All the members of the family of instruments in the string section (excluding the double bass) are tuned in fifths. This means that (including the note itself), there are five notes in between each of the strings and when musicians tune up these instruments, they tend to play two strings simultaneously as the perfect fifth is a very pure interval.
When composers or string arrangers write fifths, there are a few things that need to be borne in mind to make it feel more natural to the players. One example of well written fifths is in Vaughan Williams’s ethereal ‘Lark Ascending’ – there is a passage where the violin enters very quietly in a ripple of fifths. The composer had a good insight into the playability of this passage as it falls very naturally under the hand and doesn’t go beyond third position on the E string. It’s all a matter of remembering that on stringed instruments, there are only four fingers available (with three intervals between these fingers) and therefore if a run of fifths is written, a gap of more than four notes between any of the consecutive fifths when written rapidly may cause a problem for all but the best of players.
The trickiest fingers to play fifths on are the fourth fingers because these are generally smaller than the other three fingers and therefore can find it more challenging to bridge the distance between two strings (this is particularly the case on the violin between the G and D string as it is on the viola between the G and D and C and G strings). On the cello, such fifths might be played avoiding the fourth finger although I do know some cellists with such sturdy hands that they’d probably be capable of anything!

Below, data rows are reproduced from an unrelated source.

//! Local store trait definition.

use async_trait::async_trait;
use futures::stream::{self, Stream};
use std::pin::Pin;
use std::sync::Arc;
use tokio::sync::watch;

use fieldbook_common::{Entity, EntityId, Result};

/// Stream of observed values for a single record.
pub type EntityStream<E> = Pin<Box<dyn Stream<Item = Result<Option<E>>> + Send>>;

/// Stream of observed listings for a scope.
pub type ScopeStream<E> = Pin<Box<dyn Stream<Item = Result<Vec<E>>> + Send>>;

/// Per-entity-type local table.
///
/// Implementations must bump the revision published by [`changes`] after
/// every successful `save` or `delete`.
///
/// [`changes`]: LocalStore::changes
#[async_trait]
pub trait LocalStore<E: Entity>: Send + Sync {
    /// Backend name (e.g., "memory", "sqlite").
    fn name(&self) -> &str;

    /// Get a record by id.
    async fn get(&self, id: &EntityId) -> Result<Option<E>>;

    /// List records, optionally only those owned by `scope`.
    async fn get_all(&self, scope: Option<&EntityId>) -> Result<Vec<E>>;

    /// Insert or replace a record.
    async fn save(&self, entity: &E) -> Result<()>;

    /// Remove a record. Removing a missing record is not an error.
    async fn delete(&self, id: &EntityId) -> Result<()>;

    /// Revision counter bumped on every change to this table.
    fn changes(&self) -> watch::Receiver<u64>;
}

/// Observe one record.
///
/// Emits the current value immediately, then again after every change to the
/// table. Absent and soft-deleted records are reported as `None`.
pub fn observe_entity<E: Entity>(store: Arc<dyn LocalStore<E>>, id: EntityId) -> EntityStream<E> {
    let mut changes = store.changes();
    changes.mark_unchanged();

    Box::pin(stream::unfold(
        (store, changes, id, true),
        |(store, mut changes, id, first)| async move {
            if !first && changes.changed().await.is_err() {
                return None;
            }
            let item = store
                .get(&id)
                .await
                .map(|entity| entity.filter(|e| !e.is_deleted()));
            Some((item, (store, changes, id, false)))
        },
    ))
}

/// Observe the live records of a scope (or the whole table).
pub fn observe_scope<E: Entity>(
    store: Arc<dyn LocalStore<E>>,
    scope: Option<EntityId>,
) -> ScopeStream<E> {
    let mut changes = store.changes();
    changes.mark_unchanged();

    Box::pin(stream::unfold(
        (store, changes, scope, true),
        |(store, mut changes, scope, first)| async move {
            if !first && changes.changed().await.is_err() {
                return None;
            }
            let items = store.get_all(scope.as_ref()).await.map(|entities| {
                entities
                    .into_iter()
                    .filter(|e| !e.is_deleted())
                    .collect::<Vec<_>>()
            });
            Some((items, (store, changes, scope, false)))
        },
    ))
}
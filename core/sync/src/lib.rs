//! Offline-first synchronization engine for Fieldbook.
//!
//! Local mutations are applied to local storage immediately and recorded in
//! a durable, coalescing [`SyncQueue`]. The [`SyncEngine`] drains that queue
//! in order through per-type [`EntitySyncHandler`]s, halting on the first
//! failure. The [`PullCoordinator`] fetches server changes per
//! [`CursorKey`], always after flushing pending pushes.
//!
//! # Components
//! - Queue and cursors: SQLite tables sharing the local database
//! - Handlers: [`RecordSync`] pairs a local store with a remote API
//! - Cascade: children-first local deletion across the record hierarchy
//! - Status: aggregate [`SyncStatus`] for the UI
//! - Scheduler: background worker with periodic pulls and timed retry

pub mod cascade;
pub mod cursor;
pub mod engine;
pub mod handler;
pub mod pull;
pub mod queue;
pub mod retry;
pub mod scheduler;
pub mod status;

pub use cascade::{Cascade, CascadeNode, RemovedRecord, StoreNode};
pub use cursor::{CursorKey, CursorStore};
pub use engine::{DrainHalt, DrainReport, HaltPolicy, HandlerRegistry, SyncConfig, SyncEngine};
pub use handler::{EntitySync, EntitySyncHandler, OperationResult, RecordSync};
pub use pull::{PullCoordinator, PullReport, PullSource, PullStats};
pub use queue::{OperationType, SyncOperation, SyncQueue};
pub use retry::{Backoff, RetryConfig};
pub use scheduler::{SchedulerConfig, SyncRequest, SyncScheduler, SyncSchedulerHandle};
pub use status::{StatusSnapshot, StatusTracker, SyncStatus};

Another thing that can cause problems (again for all but the most virtuosic players) are sustained fifths, written higher than third position on the E and A strings of the violin. Here the strings gradually become more elevated from the fingerboard as they make their way towards the bridge. With a soft hand and a sweeping motion, fifths can still be played in tune at this register but when sustained may not consistently produce the finest sound, so if fifths are needed up this high, a pianissimo marking would be far more successful than asking your players to attempt this fortissimo!
The quality of a fifth is what we call modal. The modes were a system of scales which were superseded centuries ago by our major and minor scales and crudely relate to the white notes on the piano (although centuries ago the distances between these notes were subtly different due to unequal temperament). Fifths can give an ‘other worldly’ quality and were used by composers like Debussy and Ravel to give a nebulous and dream like feel to a piece. A clever use of fifths can also evoke a slightly archaic feel as they were such a mainstay of 13th and 14th century harmony.